Python | Flask | XGBoost | scikit-learn | SQLite | pandas | NumPy | Vanilla JS | HTML5 | CSS3 | WAQI API | joblib | Jupyter Notebook
ClearSky AI is a full-stack web application built as a final year project for students in BCA, MCA, BTech CSE, and BSc IT programs. It pulls live pollution data from the World Air Quality Index (WAQI) API for any Indian city and runs it through a trained XGBoost gradient-boosted regression model to predict the next day's AQI. The output is a clean, functional system that covers real-time monitoring, machine learning inference, weather data, and persistent search history — all in one place.
The model was trained on six years of daily pollution records from 29 major Indian cities, sourced from the Central Pollution Control Board (CPCB) dataset. That historical depth gives it a solid read on India's seasonal pollution patterns, which makes the predictions more grounded than a generic regression model would be.
If you want a AI and machine learning final year project that covers a live data source, a trained ML model, and a working web interface together, ClearSky AI covers all three. It ships with source code and is available with a pre-built college-format project report and optional mentorship from the CodeAj team.
The main dashboard lets users search any Indian city by name — autocomplete covers 60-plus cities — and immediately see the current AQI, a breakdown of nine individual pollutants (PM2.5, PM10, NO2, SO2, CO, O3, NO, NOx, NH3), live weather conditions, and a machine learning forecast for the next day. A separate Weather tab goes deeper: UV index, dew point, Beaufort-scale wind classification, humidity with a progress bar, and contextual outdoor activity recommendations based on actual readings.
A manual prediction page lets users enter their own pollutant values and get a predicted AQI from the same model.
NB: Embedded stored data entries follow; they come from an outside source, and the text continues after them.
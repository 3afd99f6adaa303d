use super::Config;

/// Parse `key` as `T`, warning (not failing) on values that do not parse.
fn parsed<T: std::str::FromStr>(key: &str) -> Option<T> {
    let raw = std::env::var(key).ok()?;
    match raw.trim().parse::<T>() {
        Ok(v) => Some(v),
        Err(_) => {
            tracing::warn!("ignoring invalid {key} value: {raw}");
            None
        }
    }
}

/// Deserialize a lowercase enum name the same way the TOML file would.
fn parsed_enum<T: serde::de::DeserializeOwned>(key: &str) -> Option<T> {
    let raw = std::env::var(key).ok()?;
    match serde_json::from_value(serde_json::Value::String(raw.trim().to_ascii_lowercase())) {
        Ok(v) => Some(v),
        Err(_) => {
            tracing::warn!("ignoring invalid {key} value: {raw}");
            None
        }
    }
}

fn csv(key: &str) -> Option<Vec<String>> {
    let raw = std::env::var(key).ok()?;
    Some(
        raw.split(',')
            .map(|s| s.trim().to_owned())
            .filter(|s| !s.is_empty())
            .collect(),
    )
}

impl Config {
    pub(crate) fn apply_env_overrides(&mut self) {
        self.apply_env_overrides_llm();
        self.apply_env_overrides_storage();
        self.apply_env_overrides_index();
    }

    fn apply_env_overrides_llm(&mut self) {
        if let Some(kind) = parsed_enum("QUARRY_LLM_PROVIDER") {
            self.llm.provider = kind;
        }
        if let Ok(v) = std::env::var("QUARRY_LLM_BASE_URL") {
            self.llm.base_url = v;
        }
        if let Ok(v) = std::env::var("QUARRY_LLM_EMBEDDING_MODEL") {
            self.llm.embedding_model = v;
        }
        if let Ok(v) = std::env::var("QUARRY_LLM_MODEL_VERSION") {
            self.llm.model_version = v;
        }
        if let Some(n) = parsed("QUARRY_LLM_BATCH_SIZE") {
            self.llm.batch_size = n;
        }
        if let Some(n) = parsed("QUARRY_LLM_MAX_RETRIES") {
            self.llm.max_retries = n;
        }
        if let Ok(v) = std::env::var("QUARRY_OPENAI_API_KEY")
            && !v.is_empty()
        {
            self.llm.api_key = Some(v);
        }
    }

    fn apply_env_overrides_storage(&mut self) {
        if let Ok(v) = std::env::var("QUARRY_SQLITE_PATH") {
            self.storage.sqlite_path = v;
        }
        if let Some(backend) = parsed_enum("QUARRY_VECTOR_BACKEND") {
            self.vector_store.backend = backend;
        }
        if let Ok(v) = std::env::var("QUARRY_QDRANT_URL") {
            self.vector_store.url = v;
        }
        if let Ok(v) = std::env::var("QUARRY_COLLECTION") {
            self.vector_store.collection = v;
        }
        if let Some(n) = parsed("QUARRY_POOL_MIN_SIZE") {
            self.vector_store.pool.min_size = n;
        }
        if let Some(n) = parsed("QUARRY_POOL_MAX_SIZE") {
            self.vector_store.pool.max_size = n;
        }
        if let Some(secs) = parsed("QUARRY_POOL_ACQUIRE_TIMEOUT") {
            self.vector_store.pool.acquire_timeout_secs = secs;
        }
        if let Some(days) = parsed("QUARRY_CACHE_TTL_DAYS") {
            self.cache.ttl_days = days;
        }
        if let Some(n) = parsed("QUARRY_CACHE_MAX_ENTRIES") {
            self.cache.max_entries = n;
        }
    }

    fn apply_env_overrides_index(&mut self) {
        if let Ok(v) = std::env::var("QUARRY_INDEX_PROJECT") {
            self.index.project = v;
        }
        if let Some(n) = parsed("QUARRY_INDEX_CONCURRENCY") {
            self.index.max_concurrent_files = n;
        }
        if let Some(bytes) = parsed("QUARRY_INDEX_MAX_FILE_SIZE") {
            self.index.max_file_size = bytes;
        }
        if let Some(globs) = csv("QUARRY_INDEX_INCLUDE") {
            self.index.include = globs;
        }
        if let Some(globs) = csv("QUARRY_INDEX_EXCLUDE") {
            self.index.exclude = globs;
        }
        if let Some(pref) = parsed_enum("QUARRY_PARSER") {
            self.index.parser = pref;
        }
        if let Some(ms) = parsed("QUARRY_WATCH_DEBOUNCE_MS") {
            self.index.watch_debounce_ms = ms;
        }
        if let Some(k) = parsed("QUARRY_SEARCH_RRF_K") {
            self.search.rrf_k = k;
        }
        if let Some(n) = parsed("QUARRY_SEARCH_LIMIT") {
            self.search.default_limit = n;
        }
    }
}
use std::future::Future;

use crate::error::LlmError;

/// An inference backend that turns texts into fixed-width vectors.
///
/// Every vector returned by one provider instance has the same dimensionality for
/// a given `(model_identity, model_version)` pair. Callers rely on that pair to key
/// cached vectors, so two providers must never share it unless they produce
/// interchangeable embeddings.
pub trait EmbeddingProvider: Send + Sync {
    /// Embed `texts`, returning one vector per input in input order.
    ///
    /// # Errors
    ///
    /// Returns an error if the backend cannot be reached or returns a malformed
    /// response. A failed call yields no vectors at all.
    fn embed_batch(
        &self,
        texts: &[String],
    ) -> impl Future<Output = Result<Vec<Vec<f32>>, LlmError>> + Send;

    /// Model name used in cache keys.
    fn model_identity(&self) -> &str;

    /// Model revision used in cache keys. Bump it when the same model name starts
    /// producing different vectors.
    fn model_version(&self) -> &str;

    fn name(&self) -> &'static str;
}

/// Check that a backend answered with exactly one vector per input.
///
/// # Errors
///
/// Returns [`LlmError::CountMismatch`] when the counts differ.
pub(crate) fn ensure_count(
    provider: &'static str,
    expected: usize,
    vectors: Vec<Vec<f32>>,
) -> Result<Vec<Vec<f32>>, LlmError> {
    if vectors.len() == expected {
        Ok(vectors)
    } else {
        Err(LlmError::CountMismatch {
            provider,
            expected,
            got: vectors.len(),
        })
    }
}
//! Configuration loading and the application context shared by every command.

pub mod bootstrap;
pub mod config;

pub use bootstrap::{AppContext, IndexStatus, create_connector, create_provider};
pub use config::Config;
//! Error types for quarry-index.

use std::num::TryFromIntError;

use quarry_memory::{GatewayError, VectorStoreError};

/// Errors that can occur during indexing and search.
#[derive(Debug, thiserror::Error)]
pub enum IndexError {
    /// A single file could not be parsed. Non-fatal to a directory run.
    #[error("parse failed for {path}: {reason}")]
    ParseFailure { path: String, reason: String },

    /// The inference backend failed for the whole batch. Retryable.
    #[error("embedding backend unavailable: {0}")]
    EmbeddingBackendUnavailable(String),

    /// The vector store could not be reached. Retryable with backoff.
    #[error("vector store unavailable: {0}")]
    VectorStoreUnavailable(String),

    /// The vector store refused the request. Not retried as-is.
    #[error("vector store rejected request: {0}")]
    VectorStoreRejected(String),

    /// The file exceeds the configured size limit and was not read.
    #[error("file too large: {path} is {size} bytes (limit {limit})")]
    FileTooLarge { path: String, size: u64, limit: u64 },

    /// A cache entry failed validation. Handled internally as a miss.
    #[error("cache entry corrupt: {0}")]
    CacheCorruption(String),

    /// IO error reading source files.
    #[error("IO error: {0}")]
    Io(#[from] std::io::Error),

    /// `SQLite` database error.
    #[error("database error: {0}")]
    Sqlite(#[from] sqlx::Error),

    /// JSON serialization/deserialization error.
    #[error("JSON error: {0}")]
    Json(#[from] serde_json::Error),

    /// File watcher error.
    #[error("watcher error: {0}")]
    Watcher(#[from] notify::Error),

    /// Integer conversion error.
    #[error("integer conversion failed: {0}")]
    IntConversion(#[from] TryFromIntError),

    /// Generic catch-all error.
    #[error("{0}")]
    Other(String),
}

impl IndexError {
    /// Whether the same operation may succeed if tried again later.
    #[must_use]
    pub fn is_retryable(&self) -> bool {
        matches!(
            self,
            Self::EmbeddingBackendUnavailable(_) | Self::VectorStoreUnavailable(_)
        )
    }
}

impl From<VectorStoreError> for IndexError {
    fn from(e: VectorStoreError) -> Self {
        if e.is_retryable() {
            Self::VectorStoreUnavailable(e.to_string())
        } else {
            Self::VectorStoreRejected(e.to_string())
        }
    }
}

impl From<GatewayError> for IndexError {
    fn from(e: GatewayError) -> Self {
        if e.is_unavailable() {
            Self::VectorStoreUnavailable(e.to_string())
        } else {
            Self::VectorStoreRejected(e.to_string())
        }
    }
}

impl From<quarry_llm::LlmError> for IndexError {
    fn from(e: quarry_llm::LlmError) -> Self {
        Self::EmbeddingBackendUnavailable(e.to_string())
    }
}

/// Result type alias using `IndexError`.
pub type Result<T> = std::result::Result<T, IndexError>;

#[cfg(test)]
mod tests {
    use super::*;

    #[test]
    fn only_unavailable_variants_are_retryable() {
        assert!(IndexError::EmbeddingBackendUnavailable("down".into()).is_retryable());
        assert!(IndexError::VectorStoreUnavailable("down".into()).is_retryable());
        assert!(!IndexError::VectorStoreRejected("bad".into()).is_retryable());
        assert!(
            !IndexError::ParseFailure {
                path: "a.py".into(),
                reason: "utf-8".into()
            }
            .is_retryable()
        );
    }

    #[test]
    fn store_errors_map_by_retryability() {
        let down: IndexError = VectorStoreError::Unavailable("timeout".into()).into();
        assert!(matches!(down, IndexError::VectorStoreUnavailable(_)));
        let bad: IndexError = VectorStoreError::Rejected("dim".into()).into();
        assert!(matches!(bad, IndexError::VectorStoreRejected(_)));
    }

    #[test]
    fn llm_errors_become_backend_unavailable() {
        let e: IndexError = quarry_llm::LlmError::RateLimited.into();
        assert!(e.is_retryable());
    }
}
//! Semantic units and their deterministic ids.

use serde::{Deserialize, Serialize};

use crate::languages::Lang;

/// Namespace for unit id derivation. Changing it invalidates every stored id.
const QUARRY_NAMESPACE: uuid::Uuid = uuid::Uuid::from_bytes([
    0x5c, 0x2e, 0x91, 0x0a, 0x7d, 0x43, 0x4f, 0x1b, 0x9a, 0x66, 0x0e, 0xc4, 0x38, 0xb2, 0x71, 0xd9,
]);

/// Payload keys written for every stored unit. The category key lives in
/// [`crate::category::CATEGORY_FIELD`].
pub const FILE_PATH_FIELD: &str = "file_path";
pub const LANGUAGE_FIELD: &str = "language";
pub const PROJECT_FIELD: &str = "project";
pub const ROOT_FIELD: &str = "root";
pub const UNIT_TYPE_FIELD: &str = "unit_type";

#[derive(Debug, Clone, Copy, PartialEq, Eq, Hash, Serialize, Deserialize)]
#[serde(rename_all = "lowercase")]
pub enum UnitType {
    Function,
    Class,
    Module,
}

impl UnitType {
    #[must_use]
    pub fn as_str(self) -> &'static str {
        match self {
            Self::Function => "function",
            Self::Class => "class",
            Self::Module => "module",
        }
    }

    #[must_use]
    pub fn parse(s: &str) -> Option<Self> {
        match s {
            "function" => Some(Self::Function),
            "class" => Some(Self::Class),
            "module" => Some(Self::Module),
            _ => None,
        }
    }
}

impl std::fmt::Display for UnitType {
    fn fmt(&self, f: &mut std::fmt::Formatter<'_>) -> std::fmt::Result {
        f.write_str(self.as_str())
    }
}

/// Stable id for a unit: the same root, path, name, and start line always map
/// to the same id, whichever parser backend produced the unit. Parsers work
/// without a root and use `""`; the indexer re-anchors units with
/// [`SemanticUnit::in_root`].
#[must_use]
pub fn unit_id(root: &str, file_path: &str, name: &str, start_line: usize) -> String {
    let key = format!("{root}\0{file_path}\0{name}\0{start_line}");
    uuid::Uuid::new_v5(&QUARRY_NAMESPACE, key.as_bytes()).to_string()
}

/// One indexable code element. Lines are 1-based and inclusive.
#[derive(Debug, Clone, PartialEq, Eq)]
pub struct SemanticUnit {
    pub unit_id: String,
    pub file_path: String,
    pub unit_type: UnitType,
    pub name: String,
    pub content: String,
    pub start_line: usize,
    pub end_line: usize,
    pub language: Lang,
}

impl SemanticUnit {
    #[must_use]
    pub fn new(
        file_path: &str,
        unit_type: UnitType,
        name: impl Into<String>,
        content: impl Into<String>,
        (start_line, end_line): (usize, usize),
        language: Lang,
    ) -> Self {
        let name = name.into();
        Self {
            unit_id: unit_id("", file_path, &name, start_line),
            file_path: file_path.to_owned(),
            unit_type,
            name,
            content: content.into(),
            start_line,
            end_line,
            language,
        }
    }

    /// Re-derive the id under `root`, the canonical path of the indexed directory.
    #[must_use]
    pub fn in_root(mut self, root: &str) -> Self {
        self.unit_id = unit_id(root, &self.file_path, &self.name, self.start_line);
        self
    }

    /// Single unit covering a whole file, named after the file stem.
    #[must_use]
    pub fn whole_file(file_path: &str, source: &str, language: Lang) -> Self {
        let stem = std::path::Path::new(file_path)
            .file_stem()
            .and_then(|s| s.to_str())
            .unwrap_or(file_path);
        let lines = source.lines().count().max(1);
        Self::new(file_path, UnitType::Module, stem, source, (1, lines), language)
    }
}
This is useful for offline testing, for classrooms where instructors want to show how individual pollutants affect the index, or for students who want to explore the model's behavior before their viva.
All searches are saved to a local SQLite database and shown in a Recent Searches sidebar, so frequently monitored cities are one click away on every session.
The XGBoost model was trained on the city_day.csv file from the CPCB dataset — 29,531 daily records across 29 Indian cities from January 2015 to July 2020. After dropping null AQI rows and applying city-level median imputation for missing pollutant values, 24,824 records went into training. The target variable is AQI_Tomorrow, created by shifting the AQI column backward by one day within each city group to prevent data leakage across cities.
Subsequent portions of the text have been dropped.